Directions: The full set of entries must be copied exactly.

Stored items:
//! Model upload to the Hugging Face Hub.
//!
//! Runs only after a successful training exit. Delegates to the `hf` CLI
//! (create-then-upload); `HF_TOKEN` is inherited by the child when set.
//! Upload problems never change the launch's exit status.

use crate::config::RunConfig;
use crate::error::LaunchResult;
use anyhow::anyhow;
use std::path::Path;
use tokio::process::Command;
use tracing::{info, warn};

/// Patterns excluded from the uploaded tree (VCS and cache artifacts).
pub const UPLOAD_EXCLUDES: &[&str] = &[".git/*", ".cache/*", "__pycache__/*", "wandb/*"];

/// Whether a string looks like a hub repo id (`namespace/name`) rather than
/// a local path placeholder.
#[must_use]
pub fn is_hub_repo_id(value: &str) -> bool {
    let mut parts = value.split('/');
    match (parts.next(), parts.next(), parts.next()) {
        (Some(namespace), Some(name), None) => {
            !namespace.is_empty() && !name.is_empty() && !namespace.starts_with('.')
        }
        _ => false,
    }
}

/// Turns a job name into a usable hub repo name, or `None` if nothing
/// survives sanitization.
#[must_use]
pub fn sanitize_repo_name(name: &str) -> Option<String> {
    let mut out = String::new();
    for ch in name.trim().to_lowercase().chars() {
        if ch.is_ascii_alphanumeric() || matches!(ch, '.' | '_' | '-') {
            out.push(ch);
        } else if !out.ends_with('-') {
            out.push('-');
        }
    }
    let trimmed = out.trim_matches(|c: char| c == '-' || c == '.');
    if trimmed.is_empty() {
        None
    } else {
        Some(trimmed.to_string())
    }
}

/// Resolves the target repo id: explicit `upload.repo_id`, else the policy
/// repo id when it is hub-shaped, else the sanitized job name.
#[must_use]
pub fn resolve_upload_repo(config: &RunConfig) -> Option<String> {
    if let Some(repo_id) = &config.upload.repo_id {
        if !repo_id.trim().is_empty() {
            return Some(repo_id.clone());
        }
    }
    if let Some(repo_id) = &config.policy.repo_id {
        if is_hub_repo_id(repo_id) {
            return Some(repo_id.clone());
        }
    }
    config.job_name.as_deref().and_then(sanitize_repo_name)
}

/// Creates the target repo if absent and uploads the output directory tree.
pub async fn push_to_hub(config: &RunConfig, output_dir: &Path) -> LaunchResult<()> {
    let repo_id = resolve_upload_repo(config).ok_or_else(|| {
        anyhow!("no upload repo id could be resolved (set upload.repo_id or job_name)")
    })?;

    info!("uploading {} to {repo_id}", output_dir.display());

    let mut create = Command::new("hf");
    create.args(["repo", "create", repo_id.as_str(), "--repo-type", "model", "-y"]);
    if config.upload.private {
        create.arg("--private");
    }
    match create.status().await {
        // A nonzero exit usually means the repo already exists; the upload
        // itself will tell us if something is actually wrong.
        Ok(status) if status.success() => {}
        Ok(status) => warn!("hf repo create exited with {status}, attempting upload anyway"),
        Err(e) => return Err(anyhow!("failed to run the hf CLI: {e}").into()),
    }

    let mut upload = Command::new("hf");
    upload
        .args(["upload", repo_id.as_str()])
        .arg(output_dir)
        .args(["--repo-type", "model"]);
    for pattern in UPLOAD_EXCLUDES {
        upload.args(["--exclude", pattern]);
    }
    let status = upload
        .status()
        .await
        .map_err(|e| anyhow!("failed to run the hf CLI: {e}"))?;
    if !status.success() {
        return Err(anyhow!("hf upload exited with {status}").into());
    }

    info!("upload complete: https://huggingface.co/{repo_id}");
    Ok(())
}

Task output:
//! Model upload to the Hugging Face Hub.
//!
//! Runs only after a successful training exit. Delegates to the `hf` CLI
//! (create-then-upload); `HF_TOKEN` is inherited by the child when set.
//! Upload problems never change the launch's exit status.

use crate::config::RunConfig;
use crate::error::LaunchResult;
use anyhow::anyhow;
use std::path::Path;
use tokio::process::Command;
use tracing::{info, warn};

/// Patterns excluded from the uploaded tree (VCS and cache artifacts).
pub const UPLOAD_EXCLUDES: &[&str] = &[".git/*", ".cache/*", "__pycache__/*", "wandb/*"];

/// Whether a string looks like a hub repo id (`namespace/name`) rather than
/// a local path placeholder.
#[must_use]
pub fn is_hub_repo_id(value: &str) -> bool {
    let mut parts = value.split('/');
    match (parts.next(), parts.next(), parts.next()) {
        (Some(namespace), Some(name), None) => {
            !namespace.is_empty() && !name.is_empty() && !namespace.starts_with('.')
        }
        _ => false,
    }
}

/// Turns a job name into a usable hub repo name, or `None` if nothing
/// survives sanitization.
#[must_use]
pub fn sanitize_repo_name(name: &str) -> Option<String> {
    let mut out = String::new();
    for ch in name.trim().to_lowercase().chars() {
        if ch.is_ascii_alphanumeric() || matches!(ch, '.' | '_' | '-') {
            out.push(ch);
        } else if !out.ends_with('-') {
            out.push('-');
        }
    }
    let trimmed = out.trim_matches(|c: char| c == '-' || c == '.');
    if trimmed.is_empty() {
        None
    } else {
        Some(trimmed.to_string())
    }
}

/// Resolves the target repo id: explicit `upload.repo_id`, else the policy
/// repo id when it is hub-shaped, else the sanitized job name.
#[must_use]
pub fn resolve_upload_repo(config: &RunConfig) -> Option<String> {
    if let Some(repo_id) = &config.upload.repo_id {
        if !repo_id.trim().is_empty() {
            return Some(repo_id.clone());
        }
    }
    if let Some(repo_id) = &config.policy.repo_id {
        if is_hub_repo_id(repo_id) {
            return Some(repo_id.clone());
        }
    }
    config.job_name.as_deref().and_then(sanitize_repo_name)
}

/// Creates the target repo if absent and uploads the output directory tree.
pub async fn push_to_hub(config: &RunConfig, output_dir: &Path) -> LaunchResult<()> {
    let repo_id = resolve_upload_repo(config).ok_or_else(|| {
        anyhow!("no upload repo id could be resolved (set upload.repo_id or job_name)")
    })?;

    info!("uploading {} to {repo_id}", output_dir.display());

    let mut create = Command::new("hf");
    create.args(["repo", "create", repo_id.as_str(), "--repo-type", "model", "-y"]);
    if config.upload.private {
        create.arg("--private");
    }
    match create.status().await {
        // A nonzero exit usually means the repo already exists; the upload
        // itself will tell us if something is actually wrong.
        Ok(status) if status.success() => {}
        Ok(status) => warn!("hf repo create exited with {status}, attempting upload anyway"),
        Err(e) => return Err(anyhow!("failed to run the hf CLI: {e}").into()),
    }

    let mut upload = Command::new("hf");
    upload
        .args(["upload", repo_id.as_str()])
        .arg(output_dir)
        .args(["--repo-type", "model"]);
    for pattern in UPLOAD_EXCLUDES {
        upload.args(["--exclude", pattern]);
    }
    let status = upload
        .status()
        .await
        .map_err(|e| anyhow!("failed to run the hf CLI: {e}"))?;
    if !status.success() {
        return Err(anyhow!("hf upload exited with {status}").into());
    }

    info!("upload complete: https://huggingface.co/{repo_id}");
    Ok(())
}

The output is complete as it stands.